Ma voglio provare un esperimento. Invece di provare con arie di Bach che conosco, ne scarico una nuova e provo subito a farti capire cosa intendo.

La prima cantata sacra che ho trovato nell'elenco delle opere di Bach su imslp Ach Gott, von Himmel sieh darein http://conquest.imslp.info/files/imglnks/usimg/b/b3/IMSLP24170-PMLP03250-bwv002.pdf

L'aria è a pagina 12, "Tilg, o Gott, die Lehren".

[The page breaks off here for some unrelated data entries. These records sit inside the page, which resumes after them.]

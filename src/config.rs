use std::path::PathBuf;

use anyhow::{anyhow, Context, Result};
use directories::ProjectDirs;

use crate::domain::entities::query::{DEFAULT_PAGE_SIZE, PAGE_SIZE_OPTIONS};

pub const DB_PATH_VAR: &str = "LUMINARY_DB_PATH";
pub const PAGE_SIZE_VAR: &str = "LUMINARY_PAGE_SIZE";

#[derive(Debug, Clone, PartialEq, Eq)]
pub struct AppConfig {
    pub db_path: PathBuf,
    pub page_size: usize,
}

impl AppConfig {
    pub fn from_env() -> Result<Self> {
        Self::from_lookup(|key| std::env::var(key).ok())
    }

    pub fn from_lookup(lookup: impl Fn(&str) -> Option<String>) -> Result<Self> {
        let db_path = match lookup(DB_PATH_VAR).filter(|value| !value.trim().is_empty()) {
            Some(path) => PathBuf::from(path.trim()),
            None => default_db_path()?,
        };

        let page_size = match lookup(PAGE_SIZE_VAR) {
            Some(raw) => {
                let page_size: usize = raw
                    .trim()
                    .parse()
                    .with_context(|| format!("{PAGE_SIZE_VAR} must be a number, got `{raw}`"))?;
                if !PAGE_SIZE_OPTIONS.contains(&page_size) {
                    anyhow::bail!(
                        "{PAGE_SIZE_VAR} must be one of {PAGE_SIZE_OPTIONS:?}, got {page_size}"
                    )
                }
                page_size
            }
            None => DEFAULT_PAGE_SIZE,
        };

        Ok(Self { db_path, page_size })
    }
}

pub fn default_db_path() -> Result<PathBuf> {
    let project_dirs = ProjectDirs::from("org", "luminary", "luminary")
        .ok_or_else(|| anyhow!("unable to resolve data directory"))?;
    Ok(project_dirs.data_local_dir().join("luminary.sqlite"))
}

#[cfg(test)]
mod tests {
    use super::*;

    #[test]
    fn explicit_values_override_defaults() {
        let config = AppConfig::from_lookup(|key| match key {
            DB_PATH_VAR => Some("/tmp/luminary-test.sqlite".to_string()),
            PAGE_SIZE_VAR => Some(" 20 ".to_string()),
            _ => None,
        })
        .expect("config should load");

        assert_eq!(config.db_path, PathBuf::from("/tmp/luminary-test.sqlite"));
        assert_eq!(config.page_size, 20);
    }

    #[test]
    fn bad_page_size_is_reported() {
        let zero = AppConfig::from_lookup(|key| {
            (key == PAGE_SIZE_VAR).then(|| "0".to_string())
        });
        let junk = AppConfig::from_lookup(|key| {
            (key == PAGE_SIZE_VAR).then(|| "ten".to_string())
        });
        let unlisted = AppConfig::from_lookup(|key| match key {
            DB_PATH_VAR => Some("/tmp/luminary-test.sqlite".to_string()),
            PAGE_SIZE_VAR => Some("7".to_string()),
            _ => None,
        });

        assert!(zero.is_err());
        assert!(junk.is_err());
        let message = format!("{:#}", unlisted.expect_err("7 is not offered"));
        assert!(message.contains("[5, 10, 20, 50]"), "{message}");
    }
}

Nella prima frase abbiamo praticamente subito un salto discendente di sesta minore (sib-re). Questo salto non ha senso contrappuntistico in sè, ha un senso più grande dovuto al fatto che la frase, armonicamente, fa I-IV-I. Melodicamente questo individua tre gradi importanti, il primo (sib), il quarto (mib) ed il quinto (fa). Il fa finale poteva essere parte di un accordo di dominante, chissà, melodicamente quello che dovrebbe importarci è che l'intervallo sib-re è parte di un percorso melodico che fa sib-re-mib-fa, ovvero un'ornamentazione di un intervallo discendente di quarta, sib-fa. Per chi canta interpretare questi profili melodici è fondamentale, a volte, soprattutto quando ci sono intervalli "strani". A fine pagina, per esempio, inizia una lunga e "faticosa" modulazione a Fa. Questa lunga modulazione passa attraverso profili melodici strani, tipo Re3-sol2-mi2-fa2-sol2-do2. Il mi bequadro DEVE essere pensato come sensibile di fa, e tutto quanto è un abbellimento del sol, a sua volta parte dell'accordo di do. "Dietro" a questa linea melodica è come se ci fossero due blocchi, uno che "sib-do-re-SIb" e uno che fa "mi-fa-sol-fa-mi-re-do". Letto così, la sua intonazione è immediata, facilissima, perchè rivela le tensioni armonico-melodiche. Andando avanti è anche peggio, c'è una bella settima minore discendente, seguita da una sesta ascendente (Do3-re2-sib2). Il punto finale di questa sequenza è il la2 (non per nulla fa parte dell'accordo della tonalità non ancora affermata ma già "tonicizzata", il fa, su cui si cadenza sul terzo tempo). Senza questo faro, tutti gli intervalli non hanno senso, sono difficili da intonare, e lo stesso testo aiuta in questo (il la è sulla fine di "lehren", sulla fine della cosiddetta unità testuale).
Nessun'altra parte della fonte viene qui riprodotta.